> Your goal
Scan the listing beneath this sentence. Report each line with the word "confidence".

> Data extract

====

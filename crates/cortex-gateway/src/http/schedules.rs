//! Schedule CRUD for the admin surface.

use std::sync::Arc;

use axum::extract::{Path, State};
use axum::http::StatusCode;
use axum::Json;
use serde::Deserialize;
use serde_json::Value;

use cortex_core::CortexError;
use cortex_store::{now_rfc3339, Row};

use crate::app::AppState;
use crate::http::error::{ApiError, ApiResult};

const SCHEDULE_TYPES: [&str; 4] = ["interval", "daily", "weekly", "monthly"];

#[derive(Debug, Deserialize)]
pub struct ScheduleBody {
    pub name: Option<String>,
    #[serde(rename = "type")]
    pub schedule_type: Option<String>,
    pub interval_minutes: Option<i64>,
    pub time_of_day: Option<String>,
    pub day_of_week: Option<i64>,
    pub day_of_month: Option<i64>,
    pub enabled: Option<bool>,
}

pub async fn list(State(state): State<Arc<AppState>>) -> ApiResult<Json<Vec<Row>>> {
    let rows = state
        .store
        .query("SELECT * FROM schedules ORDER BY id", &[])?;
    Ok(Json(rows))
}

pub async fn get_one(
    State(state): State<Arc<AppState>>,
    Path(id): Path<i64>,
) -> ApiResult<Json<Row>> {
    let row = state
        .store
        .query_one("SELECT * FROM schedules WHERE id = ?1", &[&id])?
        .ok_or(CortexError::NotFound(format!("schedule {id}")))?;
    Ok(Json(row))
}

pub async fn create(
    State(state): State<Arc<AppState>>,
    Json(body): Json<ScheduleBody>,
) -> ApiResult<(StatusCode, Json<Row>)> {
    let name = body
        .name
        .as_deref()
        .filter(|n| !n.is_empty())
        .ok_or(CortexError::Validation("name is required".into()))?;
    let schedule_type = body
        .schedule_type
        .as_deref()
        .filter(|t| SCHEDULE_TYPES.contains(t))
        .ok_or(CortexError::Validation(
            "type must be one of interval, daily, weekly, monthly".into(),
        ))?;

    let id = state.store.insert(
        "INSERT INTO schedules
         (name, type, interval_minutes, time_of_day, day_of_week, day_of_month,
          enabled, created_at, updated_at)
         VALUES (?1, ?2, ?3, ?4, ?5, ?6, ?7, ?8, ?8)",
        &[
            &name,
            &schedule_type,
            &body.interval_minutes,
            &body.time_of_day,
            &body.day_of_week,
            &body.day_of_month,
            &(body.enabled.unwrap_or(true) as i64),
            &now_rfc3339(),
        ],
    )?;

    let row = state
        .store
        .query_one("SELECT * FROM schedules WHERE id = ?1", &[&id])?
        .ok_or(CortexError::Internal("created schedule vanished".into()))?;
    Ok((StatusCode::CREATED, Json(row)))
}

pub async fn update(
    State(state): State<Arc<AppState>>,
    Path(id): Path<i64>,
    Json(body): Json<ScheduleBody>,
) -> ApiResult<Json<Row>> {
    let existing = state
        .store
        .query_one("SELECT * FROM schedules WHERE id = ?1", &[&id])?
        .ok_or(CortexError::NotFound(format!("schedule {id}")))?;

    if let Some(ref t) = body.schedule_type {
        if !SCHEDULE_TYPES.contains(&t.as_str()) {
            return Err(ApiError(CortexError::Validation("invalid schedule type".into())));
        }
    }

    let current = |key: &str| existing.get(key).cloned().unwrap_or(Value::Null);
    let name = body
        .name
        .map(Value::from)
        .unwrap_or_else(|| current("name"));
    let schedule_type = body
        .schedule_type
        .map(Value::from)
        .unwrap_or_else(|| current("type"));
    let interval = body
        .interval_minutes
        .map(Value::from)
        .unwrap_or_else(|| current("interval_minutes"));
    let time_of_day = body
        .time_of_day
        .map(Value::from)
        .unwrap_or_else(|| current("time_of_day"));
    let day_of_week = body
        .day_of_week
        .map(Value::from)
        .unwrap_or_else(|| current("day_of_week"));
    let day_of_month = body
        .day_of_month
        .map(Value::from)
        .unwrap_or_else(|| current("day_of_month"));
    let enabled = body
        .enabled
        .map(|b| Value::from(b as i64))
        .unwrap_or_else(|| current("enabled"));

    state.store.exec(
        "UPDATE schedules
         SET name = ?1, type = ?2, interval_minutes = ?3, time_of_day = ?4,
             day_of_week = ?5, day_of_month = ?6, enabled = ?7, updated_at = ?8
         WHERE id = ?9",
        &[
            &cortex_store::sql_param(&name),
            &cortex_store::sql_param(&schedule_type),
            &cortex_store::sql_param(&interval),
            &cortex_store::sql_param(&time_of_day),
            &cortex_store::sql_param(&day_of_week),
            &cortex_store::sql_param(&day_of_month),
            &cortex_store::sql_param(&enabled),
            &now_rfc3339(),
            &id,
        ],
    )?;

    let row = state
        .store
        .query_one("SELECT * FROM schedules WHERE id = ?1", &[&id])?
        .ok_or(CortexError::NotFound(format!("schedule {id}")))?;
    Ok(Json(row))
}

pub async fn delete(
    State(state): State<Arc<AppState>>,
    Path(id): Path<i64>,
) -> ApiResult<StatusCode> {
    let affected = state
        .store
        .exec("DELETE FROM schedules WHERE id = ?1", &[&id])?;
    if affected == 0 {
        return Err(ApiError(CortexError::NotFound(format!("schedule {id}"))));
    }
    Ok(StatusCode::NO_CONTENT)
}
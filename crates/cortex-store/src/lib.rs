//! Storage gateway: typed access to the SQLite store, schema bootstrap,
//! whitelisted entity mutations, and DB-backed configuration.

pub mod entities;
pub mod error;
pub mod schema;
pub mod settings;
pub mod store;
pub mod tables;

pub use error::{Result, StoreError};
pub use settings::ConfigManager;
pub use store::{now_rfc3339, sql_param, Row, RowExt, Store};
pub use tables::EntityTable;
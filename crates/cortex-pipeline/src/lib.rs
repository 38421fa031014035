//! The intent pipeline: prefix dispatch, fuzzy entity matching, intent
//! classification and execution, clarifications, and the human-in-the-loop
//! queue behind them.

pub mod edit;
pub mod error;
pub mod hitl;
pub mod matcher;
pub mod notify;
pub mod orchestrator;
pub mod prefix;
pub mod query;

pub use edit::{EditHandler, EditOutcome};
pub use error::{PipelineError, Result};
pub use hitl::{HumanInLoop, HumanRequest, RequestStatus, RequestType};
pub use matcher::{EntityMatch, EntityMatcher};
pub use notify::{Notifier, NullNotifier};
pub use orchestrator::IntentPipeline;
pub use prefix::{parse_prefix, ParsedInput, PrefixKind};
pub use query::{QueryHandler, QueryOutcome, SearchType};
#[cfg(test)]
mod tests {
    use super::*;
    use crate::notify::NullNotifier;
    use cortex_store::RowExt;
    use serde_json::json;

    /// Seed the agent_configs and api_keys rows the pipeline loads at
    /// construction. No network call happens unless an agent executes.
    fn seeded_store() -> Store {
        let store = Store::open_in_memory().unwrap();
        let now = now_rfc3339();
        for agent in [
            "intent_agent",
            "structure_agent",
            "query_classifier",
            "query_agent",
            "edit_agent",
        ] {
            store
                .exec(
                    "INSERT INTO agent_configs
                     (agent_name, provider, model, system_prompt, user_prompt_template,
                      is_active, created_at, updated_at)
                     VALUES (?1, 'anthropic', 'claude-sonnet-4-5', 'sys', '{text}', 1, ?2, ?2)",
                    &[&agent, &now],
                )
                .unwrap();
        }
        store
            .exec(
                "INSERT INTO api_keys (provider, api_key, valid, created_at, updated_at)
                 VALUES ('anthropic', 'sk-test', 1, ?1, ?1)",
                &[&now],
            )
            .unwrap();
        store
    }

    fn pipeline(store: Store) -> IntentPipeline {
        let settings = Arc::new(ConfigManager::new(store.clone()));
        IntentPipeline::new(
            store,
            PipelineConfig::default(),
            settings,
            Arc::new(NullNotifier),
        )
        .unwrap()
    }

    #[tokio::test]
    async fn clarification_resume_completes_the_target() {
        let store = seeded_store();
        let project_id = store
            .insert_entity(
                EntityTable::Projects,
                &json!({"name": "Reibekuchenofen"}).as_object().unwrap().clone(),
            )
            .unwrap();
        let p = pipeline(store.clone());

        // Park a clarification the way process() would for unclear input.
        let context = json!({
            "text": "Reibekuchenofen ist fertig",
            "channel": {"channel": "web", "channel_id": null, "metadata": {}},
            "intent_result": {
                "intent": "complete",
                "options": [
                    {"table": "projects", "id": project_id, "label": "Reibekuchenofen"},
                ],
            },
        });
        let request_id = p
            .hitl()
            .create_request(
                RequestType::Choice,
                "Welches Projekt?",
                Some(&json!(["Reibekuchenofen (projects)"])),
                Some(&context),
            )
            .unwrap();

        let result = p
            .respond_to_clarification(request_id, "Reibekuchenofen (projects)")
            .await
            .unwrap();
        assert_eq!(result["success"], json!(true));
        assert_eq!(result["intent"], json!("complete"));

        let row = store
            .get_entity(EntityTable::Projects, project_id)
            .unwrap()
            .unwrap();
        assert_eq!(row.str_opt("status"), Some("done"));

        // The request is terminal and the mutation was audit-logged.
        let request = p.hitl().get(request_id).unwrap();
        assert_eq!(request.status, crate::hitl::RequestStatus::Answered);
        let logs = store.query("SELECT * FROM inbox_log", &[]).unwrap();
        assert_eq!(logs.len(), 1);
        assert_eq!(logs[0].str_opt("intent"), Some("complete"));
        assert_eq!(logs[0].str_opt("target_table"), Some("projects"));
    }

    #[tokio::test]
    async fn clarification_cannot_be_answered_twice() {
        let store = seeded_store();
        let p = pipeline(store);
        let request_id = p
            .hitl()
            .create_request(
                RequestType::Choice,
                "Was?",
                Some(&json!(["A (tasks)"])),
                Some(&json!({"text": "x", "intent_result": {"options": []}})),
            )
            .unwrap();

        p.hitl().respond(request_id, "A (tasks)", None).unwrap();
        let err = p.respond_to_clarification(request_id, "A (tasks)").await.unwrap_err();
        assert!(matches!(err, PipelineError::RequestNotPending(_)));
    }

    #[tokio::test]
    async fn simple_delete_soft_deletes_and_logs() {
        let store = seeded_store();
        let task_id = store
            .insert_entity(
                EntityTable::Tasks,
                &json!({"title": "Altlast"}).as_object().unwrap().clone(),
            )
            .unwrap();
        let p = pipeline(store.clone());

        let intent_result = json!({
            "intent": "delete",
            "confidence": 0.9,
            "target": {"table": "tasks", "id": task_id},
        })
        .as_object()
        .unwrap()
        .clone();
        let ctx = ChannelContext::web(None);

        let result = p
            .execute_intent("Altlast löschen", Intent::Delete, &intent_result, &ctx)
            .await
            .unwrap();
        assert_eq!(result["success"], json!(true));
        assert!(store.get_entity(EntityTable::Tasks, task_id).unwrap().is_none());
    }

    #[tokio::test]
    async fn missing_target_is_a_structured_failure() {
        let store = seeded_store();
        let p = pipeline(store);
        let intent_result = json!({"intent": "complete", "confidence": 0.9})
            .as_object()
            .unwrap()
            .clone();
        let result = p
            .execute_intent("fertig", Intent::Complete, &intent_result, &ChannelContext::web(None))
            .await
            .unwrap();
        assert_eq!(result["success"], json!(false));
    }
}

====

> Output of the task
            "confidence": 0.9,
        let intent_result = json!({"intent": "complete", "confidence": 0.9})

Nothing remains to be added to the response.